El incremento del contingente militar con la excusa de mantener buenas relaciones con Estados Unidos aumentará el rechazo en la medida en que fracasen los supuestos objetivos de la ocupación: pacificar y exportar la democracia.
El Gobierno español anuncia el envío de 511 soldados más a Afganistán. Para 2010, el contingente contará con más de 1.500 efectivos. La mayoría se encargará de tareas de entrenamiento para que los afganos “puedan encargarse de la seguridad de su propio país”, según la ministra de defensa.
El argumento refuerza la imagen del ejército que el gobierno español ha querido dar entre la sociedad por medio de campañas televisivas.
“Mucha gente piensa que estamos allí repartiendo comidas y sonrisas en plan ONG, pero aquello es una guerra, y una guerra sucia, porque ellos no dan la cara: atacan y se refugian entre la población civil”, dice el soldado Rubén García López, que perdió una pierna y estuvo a punto de perder la otra en un combate hace dos años. “Sucia” para los ocupantes, que no califican igual los bombardeos aéreos indiscriminados.
No sólo en España se ven anuncios de televisión que muestran el intercambio de sonrisas entre un soldado y un niño en un territorio desértico, o el testimonio de un hombre en un idioma irreconocible con subtítulos que ensalzan la labor “humanitaria” del ejército.

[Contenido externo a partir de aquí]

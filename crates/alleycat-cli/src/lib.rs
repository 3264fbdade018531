//! Alleycat compiler driver CLI
//!
//! Argument parsing, configuration layering and error reporting for the
//! `alleycatcc` binary. The pipeline itself lives in `alleycat-pipeline`.

pub mod cli;
pub mod commands;
pub mod diagnostics;

pub use alleycat_pipeline as pipeline;

pub mod error {
    use alleycat_pipeline::PipelineError;
    use thiserror::Error;

    #[derive(Error, Debug)]
    pub enum CliError {
        #[error(transparent)]
        Pipeline(#[from] PipelineError),

        #[error("IO error: {0}")]
        Io(#[from] std::io::Error),

        #[error("Configuration error: {0}")]
        Config(String),

        #[error("Invalid input: {0}")]
        InvalidInput(String),
    }

    pub type Result<T> = std::result::Result<T, CliError>;
}

pub use error::{CliError, Result};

O a soldados-mujer que ayudan, codo con codo, a sus compañeros varones a reconstruir lo que, muchas veces, ellos mismos han contribuido a destruir en su lucha contra los talibanes. El periodismo incrustado permite al espectador presenciar en vivo la vida de los soldados en época de guerra, tendencia que comenzó entre las tropas norteamericanas en Irak. Los periodistas tardaban poco en sintonizar e identificarse con los soldados con los que convivían al grado de cooperar a la hora de censurar imágenes que “pusieran en riesgo la seguridad nacional” o, por lo contrario, de manipular información con fines militares.

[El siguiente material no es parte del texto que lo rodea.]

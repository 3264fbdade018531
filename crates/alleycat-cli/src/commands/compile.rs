//! Compilation command implementation

use crate::{cli::CliConfig, CliError, Result};
use alleycat_pipeline::{Driver, DriverConfig, PipelineKind, RunSummary};
use clap::Args;
use console::style;
use std::path::PathBuf;
use tracing::info;

/// Driver options
#[derive(Debug, Clone, Default, Args)]
pub struct CompileArgs {
    /// Input files for the BSP pipeline (.cl, .ll, .bc)
    #[arg(long = "bsp-in", value_name = "FILE", num_args = 1..)]
    pub bsp_in: Vec<PathBuf>,

    /// Input files for the host pipeline (.cc, .cpp, .ll, .bc)
    #[arg(long = "host-in", value_name = "FILE", num_args = 1..)]
    pub host_in: Vec<PathBuf>,

    /// BSP code output filename
    #[arg(long = "bsp-out", value_name = "FILE")]
    pub bsp_out: Option<PathBuf>,

    /// Host code output filename
    #[arg(long = "host-out", value_name = "FILE")]
    pub host_out: Option<PathBuf>,

    /// Only run the compile stage (same as -c --no-analyze --no-transform)
    #[arg(short = 'S')]
    pub only_compile: bool,

    /// Only run the compile, analyze and transform stages
    #[arg(short = 'c')]
    pub compile_analyze_transform_only: bool,

    /// Emit LLVM IR text instead of bitcode; not possible after linking
    #[arg(long = "emit-llvm")]
    pub emit_llvm: bool,

    /// Disable static code analysis
    #[arg(long = "no-analyze", alias = "fno-analyze")]
    pub no_analyze: bool,

    /// Disable code transformations
    #[arg(long = "no-transform", alias = "fno-transform")]
    pub no_transform: bool,

    /// Enable the assemble and disassemble stages
    #[arg(long = "backend-stages")]
    pub backend_stages: bool,

    /// Print commands, but do not run them
    #[arg(long = "dry-run", alias = "###")]
    pub dry_run: bool,

    /// Analysis database filename
    #[arg(long = "db", value_name = "FILE")]
    pub database: Option<PathBuf>,

    /// Add a BSP include path
    #[arg(long = "bsp-include", value_name = "PATH")]
    pub bsp_include: Vec<PathBuf>,

    /// Add a BSP library path
    #[arg(long = "bsp-lib-dir", value_name = "PATH")]
    pub bsp_lib_dir: Vec<PathBuf>,

    /// Add a host include path
    #[arg(long = "host-include", value_name = "PATH")]
    pub host_include: Vec<PathBuf>,

    /// Add a host library path
    #[arg(long = "host-lib-dir", value_name = "PATH")]
    pub host_lib_dir: Vec<PathBuf>,

    /// Link a host library (e.g. `-l cuda` links libcuda.so)
    #[arg(short = 'l', value_name = "NAME")]
    pub libraries: Vec<String>,

    /// Directory for temporary files
    #[arg(long = "temp-dir", value_name = "DIR")]
    pub temp_dir: Option<PathBuf>,
}

impl CompileArgs {
    /// Command-line layer: overrides whatever the file and environment set.
    pub fn apply(&self, config: &mut DriverConfig) {
        config.device.inputs.extend(self.bsp_in.iter().cloned());
        config.host.inputs.extend(self.host_in.iter().cloned());
        if let Some(out) = &self.bsp_out {
            config.device.output = Some(out.clone());
        }
        if let Some(out) = &self.host_out {
            config.host.output = Some(out.clone());
        }

        config.device.include_dirs.extend(self.bsp_include.iter().cloned());
        config.device.library_dirs.extend(self.bsp_lib_dir.iter().cloned());
        config.host.include_dirs.extend(self.host_include.iter().cloned());
        config.host.library_dirs.extend(self.host_lib_dir.iter().cloned());
        config.host.libraries.extend(self.libraries.iter().cloned());

        let stages = &mut config.stages;
        stages.only_compile |= self.only_compile;
        stages.compile_analyze_transform_only |= self.compile_analyze_transform_only;
        stages.emit_intermediate |= self.emit_llvm;
        stages.backend_stages |= self.backend_stages;
        if self.no_analyze {
            stages.analyze = false;
        }
        if self.no_transform {
            stages.transform = false;
        }

        if let Some(db) = &self.database {
            config.database = Some(db.clone());
        }
        if let Some(dir) = &self.temp_dir {
            config.temp_dir = Some(dir.clone());
        }
        config.dry_run |= self.dry_run;
    }
}

/// Build the layered driver configuration: file, environment, arguments.
pub fn resolve_config(args: &CompileArgs, file: CliConfig, verbose: u8) -> DriverConfig {
    let mut config = file.into_driver_config();
    config.apply_process_env();
    args.apply(&mut config);
    config.verbose = verbose;
    config
}

/// Execute the driver with the given arguments
pub async fn compile_command(args: CompileArgs, config: &CliConfig, verbose: u8) -> Result<()> {
    let config = resolve_config(&args, config.clone(), verbose);
    if !config.dry_run {
        validate_inputs(&config)?;
    }

    let summary = Driver::new(config).run().await?;
    report(&summary, verbose);
    Ok(())
}

fn validate_inputs(config: &DriverConfig) -> Result<()> {
    for input in config.device.inputs.iter().chain(&config.host.inputs) {
        if !input.exists() {
            return Err(CliError::InvalidInput(format!(
                "Input file does not exist: {}",
                input.display()
            )));
        }
    }
    Ok(())
}

fn report(summary: &RunSummary, verbose: u8) {
    info!(
        actions = summary.report.completed,
        temporaries = summary.removed_temporaries,
        "compilation finished"
    );
    if verbose > 0 {
        for kind in PipelineKind::ALL {
            let units = summary.plan.pipeline(kind);
            let output = units
                .combined()
                .or_else(|| units.units().first())
                .and_then(|unit| unit.current_output().ok());
            if let Some(output) = output {
                eprintln!(
                    "{} {} output written to {}",
                    style("✓").green(),
                    kind,
                    output.display()
                );
            }
        }
    }
}
use crate::stage::{PipelineKind, Stage};
use std::io;
use std::path::PathBuf;
use thiserror::Error;

/// Coarse classification used by the top-level handler when reporting.
#[derive(Debug, Clone, Copy, PartialEq, Eq)]
pub enum ErrorCategory {
    /// Conflicting or missing configuration, found while planning.
    Configuration,
    /// Invalid action arguments or inputs, found while assembling.
    Construction,
    /// An external tool failed or could not be launched.
    Execution,
}

#[derive(Debug, Error)]
pub enum PipelineError {
    #[error("No input files")]
    NoInputFiles,

    #[error("Can't produce {pipeline} output without {pipeline} input files")]
    OutputWithoutInput { pipeline: PipelineKind },

    #[error("No output file for {pipeline} pipeline specified")]
    MissingOutput { pipeline: PipelineKind },

    #[error("Analysis/transformation passes require a database file")]
    DatabaseRequired,

    #[error("Multiple input files for {pipeline} pipeline not valid without linking stage")]
    MultipleInputsWithoutLink { pipeline: PipelineKind },

    #[error("Can't emit intermediate form after linking")]
    IntermediateAfterLink,

    #[error("Invalid action arguments for '{kind}': expected {expected}, got {found} unit(s)")]
    InvalidActionArguments {
        kind: &'static str,
        expected: &'static str,
        found: usize,
    },

    #[error("Action '{kind}' requires {what}, which is not configured")]
    MissingConfig {
        kind: &'static str,
        what: &'static str,
    },

    #[error("Unknown file format of '{}' at {stage} stage of {pipeline} pipeline", path.display())]
    UnrecognizedInputFormat {
        path: PathBuf,
        pipeline: PipelineKind,
        stage: Stage,
    },

    #[error("No output file assigned for unit '{unit}'")]
    NoOutputAssigned { unit: String },

    #[error("No input file assigned for unit '{unit}'")]
    NoInputAssigned { unit: String },

    #[error("{stage} stage must be the last active stage when enabled")]
    StageOrdering { stage: Stage },

    #[error("Subcommand failed: {command}")]
    SubcommandFailed { kind: &'static str, command: String },

    #[error("Failed to launch '{program}': {source}")]
    Spawn {
        program: String,
        #[source]
        source: io::Error,
    },

    #[error("Failed to allocate temporary artifact: {0}")]
    TempArtifact(#[source] io::Error),
}

impl PipelineError {
    pub fn category(&self) -> ErrorCategory {
        match self {
            PipelineError::NoInputFiles
            | PipelineError::OutputWithoutInput { .. }
            | PipelineError::MissingOutput { .. }
            | PipelineError::DatabaseRequired
            | PipelineError::MultipleInputsWithoutLink { .. }
            | PipelineError::IntermediateAfterLink => ErrorCategory::Configuration,
            PipelineError::InvalidActionArguments { .. }
            | PipelineError::MissingConfig { .. }
            | PipelineError::UnrecognizedInputFormat { .. }
            | PipelineError::NoOutputAssigned { .. }
            | PipelineError::NoInputAssigned { .. }
            | PipelineError::StageOrdering { .. }
            | PipelineError::TempArtifact(_) => ErrorCategory::Construction,
            PipelineError::SubcommandFailed { .. } | PipelineError::Spawn { .. } => {
                ErrorCategory::Execution
            }
        }
    }
}

pub type Result<T> = std::result::Result<T, PipelineError>;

La recurrencia a campañas de imagen debilita la legitimidad de enviar más tropas a zonas calientes desde donde sólo llegan imágenes de destrucción. Aunque el caos se atribuya a la “insurgencia” y la sobrecarga de violencia en las noticias mine la sensibilidad de los espectadores, la sociedad perderá la costumbre al escenario bélico y dejará de considerarlo inevitable. Cada vez hay más información sobre matanzas de civiles y otras violaciones de derecho internacional humanitario no sólo por parte de los talibanes y las fuerzas de la Coalición. También se conoce la creciente actividad de empresas militares privadas sin escrúpulos y con contratos millonarios para proteger al personal, además de supuestas tareas de ‘apoyo logístico’.
Como muchos otros soldados de distintas nacionalidades que han vuelto de Afganistán, el joven español se pregunta qué hace España en el país centroasiático. Cada vez se dificulta más una pretendida “reconstrucción pacífica” que necesitaría, como condición previa, un ambiente general de paz que fuera fruto de la justicia.
España y otros países han decidido darle un cheque en blanco al Premio Nobel de la Paz con apoyo militar a la OTAN. El incremento del contingente militar con la excusa de mantener buenas relaciones con Estados Unidos aumentará el rechazo en la medida en que se pierdan más vidas humanas sin que se cumplan los supuestos objetivos de la ocupación: pacificar y exportar la democracia.
El eventual traspaso de poderes del que hablan las fuerzas ocupantes no será sino un traslado de los fusiles, los helicópteros y el problema a los afganos una vez que hayan formado y entrenado al ejército nacional, con su correspondiente endeudamiento. El Gobierno central goza de escaso apoyo social en muchas zonas rurales, donde los talibanes han ganado popularidad por su contribución económica que proviene del cultivo del opio.
Se trata de una guerra de baja intensidad sin un enemigo convencional, con población civil de por medio que a veces no simpatiza con los ocupantes, y con una animadversión recrudecida entre grupos étnicos por su distinta afinidad a la presencia extranjera.
La invisibilidad del “enemigo” incrementa la necesidad de seguridad para las tropas, lo que refuerza la supuesta necesidad de aún más efectivos para apagar la “insurgencia”. Esta espiral favorece a quienes aportan “apoyo logístico” y seguridad para las tropas: empresas privadas que piden que no se les llame “mercenarios”, pues hiere su sensibilidad. Prefieren que se les llame “constructores de la paz”. Pero si se construyera una verdadera paz, se les acabaría el negocio.